The ECG shows an irregularly irregular heart rhythm with no discernible P waves. Rapid atrial fibrillation (AF) may be hard to differentiate from a narrow supraventricular tachycardia (SVT) without close examination of an ECG. The two conditions can result in similar symptoms of heart palpitations and shortness of breath. Patients with rapid AF are not uncommonly given adenosine to treat presumed SVT, as in this case. Although this treatment is typically unsuccessful, the underlying atrial rhythm may be accurately determined when the heart rate briefly slows.

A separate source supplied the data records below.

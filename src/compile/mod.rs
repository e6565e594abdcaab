pub mod classify;
pub mod emit;
pub mod expr;
pub mod intrinsics;
pub mod label;
pub mod layout;
pub mod listing;
pub mod regs;
pub mod source;
pub mod stmt;
pub mod symbol;
pub mod symtab;
pub mod token;
pub mod types;

use crate::error::{CompileError, Diagnostics};
use anyhow::Context as _;
use classify::{classify, StatementKind};
use emit::Emitter;
use expr::eval::OperatorArgument;
use label::LabelManager;
use listing::Listing;
use regs::RegFile;
use source::{Reader, Statement};
use std::io::Write;
use symtab::{CommonTable, SymbolTable};
use token::OperatorId;
use types::{BaseType, DataValue};

/// Program-unit states, traversed strictly in this order. A statement
/// that is invalid in the current state advances the machine until a
/// state accepts it; DEFINITION runs exactly once and is where the
/// storage layout passes fire.
#[derive(Copy, Clone, Debug, Eq, PartialEq, Ord, PartialOrd)]
pub enum UnitState {
    ProgUnit,
    Implicit,
    Specification,
    Definition,
    Executable,
}

#[derive(Clone, Copy, Debug, Eq, PartialEq)]
pub enum UnitClass {
    Program,
    Subroutine,
    Function,
    BlockData,
}

/// Identity and layout anchors of the program unit being compiled.
pub struct UnitInfo {
    pub name: String,
    pub class: UnitClass,
    pub frame_label: String,
    pub static_label: String,
}

impl Default for UnitInfo {
    fn default() -> UnitInfo {
        UnitInfo {
            name: "MAIN".to_string(),
            class: UnitClass::Program,
            frame_label: String::new(),
            static_label: String::new(),
        }
    }
}

pub struct DoEntry {
    pub term_label: u32,
    pub back: String,
    pub exit: String,
    pub var: String,
}

pub struct IfEntry {
    pub block_end: String,
    pub if_end: String,
}

/// A DATA initialisation captured during the specification section and
/// resolved against symbol offsets at END.
pub struct PendingData {
    pub name: String,
    pub elem: i64,
    pub value: DataValue,
    pub line: u32,
}

#[derive(Clone, Debug, Default)]
pub struct CompileOptions {
    /// Echo source lines into the object as comment lines.
    pub echo_source: bool,
}

pub struct CompileSummary {
    pub errors: u32,
    pub warnings: u32,
}

/// The whole compiler state, threaded explicitly through every pass so a
/// fresh unit is a reset rather than a scatter of global assignments.
/// COMMON block limits are the only state that survives from one unit to
/// the next; the intrinsic table lives outside and never changes.
pub struct Compiler {
    pub state: UnitState,
    pub unit: UnitInfo,
    pub unit_open: bool,
    pub implicit: [BaseType; 26],
    pub implicit_none: bool,
    pub symbols: SymbolTable,
    pub commons: CommonTable,
    pub labels: LabelManager,
    pub regs: RegFile,
    pub emit: Emitter,
    pub diags: Diagnostics,
    pub arg_stack: Vec<OperatorArgument>,
    pub op_stack: Vec<OperatorId>,
    pub do_stack: Vec<DoEntry>,
    pub if_stack: Vec<IfEntry>,
    pub pending_data: Vec<PendingData>,
    pub static_locals: bool,
    pub layout_done: bool,
    pub frame_size: u64,
    pub static_size: u64,
    pub io_scratch: Option<i64>,
    pub expand_depth: u32,
    pub cur_line: u32,
    pub opts: CompileOptions,
}
pub mod control;
pub mod decl;
pub mod exec;
pub mod io;

use crate::compile::classify::{Classified, StatementKind};
use crate::compile::source::Statement;
use crate::compile::token::Scanner;
use crate::compile::Compiler;
use crate::error::CompileError;

/// Routes one classified statement to its handler. The scanner starts
/// just past the recognised keyword; assignment statements re-scan from
/// the beginning because the keyword test consumed nothing.
pub fn handle(
    ctx: &mut Compiler,
    statement: &Statement,
    classified: Classified,
) -> Result<(), CompileError> {
    use StatementKind::*;

    let text = statement.text.as_str();
    let mut s = Scanner::new(&text[classified.pos.min(text.len())..]);

    match classified.kind {
        Program => decl::handle_program(ctx, &mut s),
        Subroutine => decl::handle_subroutine(ctx, &mut s),
        Function(base, len) => decl::handle_function(ctx, &mut s, base, len),
        BlockData => decl::handle_block_data(ctx, &mut s),
        Entry => decl::handle_entry(ctx, &mut s),
        Implicit => decl::handle_implicit(ctx, &mut s),
        TypeDecl(base) => decl::handle_type_decl(ctx, &mut s, base),
        Dimension => decl::handle_dimension(ctx, &mut s),
        Common => decl::handle_common(ctx, &mut s),
        Equivalence => decl::handle_equivalence(ctx, &mut s),
        External => decl::handle_external(ctx, &mut s),
        Intrinsic => decl::handle_intrinsic(ctx, &mut s),
        Parameter => decl::handle_parameter(ctx, &mut s),
        Pointer => decl::handle_pointer(ctx, &mut s),
        Save => decl::handle_save(ctx, &mut s),
        Data => decl::handle_data(ctx, &mut s, statement.line),
        Assignment => exec::handle_assignment(ctx, text),
        Format => io::handle_format(ctx, statement, s.rest()),
        Assign => control::handle_assign(ctx, &mut s),
        Goto => control::handle_goto(ctx, &mut s),
        If => control::handle_if(ctx, &mut s),
        ElseIf => control::handle_elseif(ctx, &mut s),
        Else => control::handle_else(ctx),
        EndIf => control::handle_endif(ctx),
        Do => control::handle_do(ctx, &mut s),
        Continue => Ok(()),
        Stop => exec::handle_stop(ctx, &mut s, "@%stop"),
        Pause => exec::handle_stop(ctx, &mut s, "@%pause"),
        Return => exec::handle_return(ctx),
        Call => exec::handle_call(ctx, &mut s),
        Read => io::handle_io(ctx, &mut s, true),
        Write => io::handle_io(ctx, &mut s, false),
        Print => io::handle_print(ctx, &mut s),
        End => Ok(()),
    }
}

/// Statements that may ride on a logical IF. Block constructs and DO
/// loops may not.
pub fn handle_nested(ctx: &mut Compiler, text: &str) -> Result<(), CompileError> {
    use StatementKind::*;
    let classified = crate::compile::classify::classify(text)
        .ok_or_else(|| CompileError::UnexpectedToken(text.trim().to_string()))?;
    match classified.kind {
        Assignment | Assign | Goto | Continue | Stop | Pause | Return | Call | Read | Write
        | Print => {}
        _ => {
            return Err(CompileError::ExpressionSyntax(
                "statement cannot follow a logical IF",
            ))
        }
    }
    let synthetic = Statement {
        label: None,
        text: text.to_string(),
        line: ctx.cur_line,
        raw: Vec::new(),
    };
    handle(ctx, &synthetic, classified)
}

The conversion from a normal sinus rhythm to AF may be due to numerous conditions, including hyperthyroidism, anemia, infection, ischemic heart disease, valvular disease, drug intoxication, or use of stimulants. Increased stress, overconsumption of coffee, and smoking are possible instigating factors in this patient.

AF is a common arrhythmia characterized by chaotic atrial depolarizations without effective mechanical atrial contractions. This rhythm is often seen with increasing age, with a male predominance. This arrhythmia can result in decreased cardiac output and the formation of atrial thrombi. Many patients with AF are asymptomatic, and most have recurrent episodes without knowledge of them.

The American College of Cardiology established a classification system for AF that is based on its duration and etiology. The categories are paroxysmal AF, persistent AF, permanent AF, and lone AF.

In paroxysmal AF, the episodes last less than 1 week. If they recur, the condition is considered recurrent paroxysmal AF.

In persistent AF, the episodes last longer than 1 week. In long-standing persistent AF, the episode lasts longer than 1 year. In permanent AF, the episode is long-standing, and no further efforts are made to restore sinus rhythm.

Finally, in lone AF, no underlying structural cardiac or pulmonary disease is found. Patients with lone AF have a low risk for death and thromboembolism and may have paroxysmal, persistent, or permanent AF.